Reducing Alert Noise: Composite Alerting and Conditional Logic in Graphite

Reducing Alert Noise: Composite Alerting and Conditional Logic in Graphite

Table of Contents

Great systems are not just built. They are monitored.

MetricFire runs Graphite and Grafana as a fully managed service for growing engineering teams, taking care of storage, scaling, and version updates so your team doesn't have to. Plans start at $19/month, billed per metric namespace rather than per host, and include engineer-staffed support. Integrations work natively with Heroku, AWS, Azure, and GCP, and data is stored with 3× redundancy in SOC2- and ISO:27001-certified data centres.

Introduction

In the previous article, we defined service-level alerts using wildcard queries to group related signals. That approach reduces alert noise by ensuring alerts represent systems instead of individual metrics.

However, even well-grouped alerts can still be overly sensitive. A single signal crossing a threshold does not always indicate a real issue. Systems are complex, and individual signals often fluctuate under normal conditions, and this is where composite alerting becomes useful.
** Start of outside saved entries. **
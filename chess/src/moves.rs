//! Moves and move application errors.

use crate::types::{Piece, Position};

use std::fmt;
use std::hash::{Hash, Hasher};

use thiserror::Error;

/// Error applying a move to a board.
#[derive(Debug, Copy, Clone, Error, Eq, PartialEq)]
pub enum MoveError {
    /// The source square is empty.
    #[error("no piece to move at {0}")]
    EmptySource(Position),
    /// The destination is not reachable for the piece standing on the source square.
    #[error("destination {0} is not reachable")]
    UnreachableDestination(Position),
    /// The destination holds a piece of the moving side.
    #[error("cannot capture own piece at {0}")]
    FriendlyCapture(Position),
}

/// A single ply: which piece moved where, and what (if anything) it captured.
///
/// Equality and hashing consider `(from, to, piece)` only. The captured piece
/// is informational; two moves that differ only in `captured` collide when
/// collected into a set.
#[derive(Debug, Copy, Clone)]
pub struct Move {
    pub from: Position,
    pub to: Position,
    pub piece: Piece,
    pub captured: Option<Piece>,
}

impl Move {
    pub const fn new(from: Position, to: Position, piece: Piece, captured: Option<Piece>) -> Move {
        Move {
            from,
            to,
            piece,
            captured,
        }
    }

    pub const fn is_capture(&self) -> bool {
        self.captured.is_some()
    }

    /// Long human-readable form, e.g.
    /// `WHITE PAWN moved from 4,1 to 4,3, capturing a BLACK KNIGHT`.
    pub fn describe(&self) -> String {
        let mut res = format!(
            "{} {} moved from {} to {}",
            self.piece.color.name(),
            self.piece.kind.name(),
            self.from,
            self.to
        );
        if let Some(captured) = self.captured {
            res.push_str(&format!(
                ", capturing a {} {}",
                captured.color.name(),
                captured.kind.name()
            ));
        }
        res
    }
}

impl PartialEq for Move {
    fn eq(&self, other: &Self) -> bool {
        self.from == other.from && self.to == other.to && self.piece == other.piece
    }
}

impl Eq for Move {}

impl Hash for Move {
    fn hash<H: Hasher>(&self, state: &mut H) {
        self.from.hash(state);
        self.to.hash(state);
        self.piece.hash(state);
    }
}

impl fmt::Display for Move {
    fn fmt(&self, f: &mut fmt::Formatter<'_>) -> Result<(), fmt::Error> {
        write!(f, "{}:{}>{}", self.piece, self.from, self.to)?;
        if let Some(captured) = self.captured {
            write!(f, "[x{}]", captured)?;
        }
        Ok(())
    }
}

#[cfg(test)]
mod tests {
    use super::*;
    use crate::types::{Color, PieceKind};
    use std::collections::HashSet;

    fn pos(x: u8, y: u8) -> Position {
        Position::from_parts(x, y)
    }

    #[test]
    fn test_captured_is_not_identity() {
        let rook = Piece::new(Color::White, PieceKind::Rook);
        let plain = Move::new(pos(0, 0), pos(0, 5), rook, None);
        let capture = Move::new(
            pos(0, 0),
            pos(0, 5),
            rook,
            Some(Piece::new(Color::Black, PieceKind::Pawn)),
        );
        assert_eq!(plain, capture);

        let mut set = HashSet::new();
        set.insert(plain);
        set.insert(capture);
        assert_eq!(set.len(), 1);
    }

    #[test]
    fn test_differing_moves() {
        let rook = Piece::new(Color::White, PieceKind::Rook);
        let queen = Piece::new(Color::White, PieceKind::Queen);
        let mv = Move::new(pos(0, 0), pos(0, 5), rook, None);
        assert_ne!(mv, Move::new(pos(0, 1), pos(0, 5), rook, None));
        assert_ne!(mv, Move::new(pos(0, 0), pos(0, 6), rook, None));
        assert_ne!(mv, Move::new(pos(0, 0), pos(0, 5), queen, None));
    }

    #[test]
    fn test_display() {
        let mv = Move::new(
            pos(3, 1),
            pos(4, 2),
            Piece::new(Color::White, PieceKind::Pawn),
            Some(Piece::new(Color::Black, PieceKind::Bishop)),
        );
        assert_eq!(mv.to_string(), "PAWN,WHITE:3,1>4,2[xBISHOP,BLACK]");
        assert_eq!(
            mv.describe(),
            "WHITE PAWN moved from 3,1 to 4,2, capturing a BLACK BISHOP"
        );
    }
}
Instead of evaluating signals independently, composite alerts allow you to define conditions that reflect how a service behaves as a whole.

In this article, we build on the service and signal model by introducing conditional logic. Using AND and OR relationships, alerts can be defined in a way that captures meaningful system behavior instead of isolated anomalies.

1: Why Single-Condition Alerts Fall Short

Even when alerts are grouped correctly, single-condition thresholds can still produce noise. Consider the load balancing service metrics we've used as an example:

<host>.lb.forwarder.requests.rate
<host>.lb.worker.requests.rate
<host>.lb.queue.depth.value
<host>.lb.latency.p95.value
<host>.lb.health.status.value

Reducing Alert Noise: Composite Alerting and Conditional Logic in Graphite - 1


Each of these metric signals provides useful information, but they do not always indicate service failure on their own. For example:

  • latency may spike briefly during traffic bursts
  • queue depth may increase during normal load fluctuations
  • request rate can dip temporarily due to uneven traffic distribution

If alerts are triggered on any one of these conditions independently, they may fire even when the system is operating normally and this can lead to a different kind of alert noise. Instead of duplicate alerts, you get alerts that are technically correct but less actionable. So in essence, the problem is not with the metric groupings - the problem is context.

2: Using Composite Alerting

Composite alerting allows you to define alerts based on multiple conditions instead of a single threshold.

Rather than asking:

“Did one metric cross a threshold?”

You can ask:

“Is the system behaving in a way that indicates a real issue?”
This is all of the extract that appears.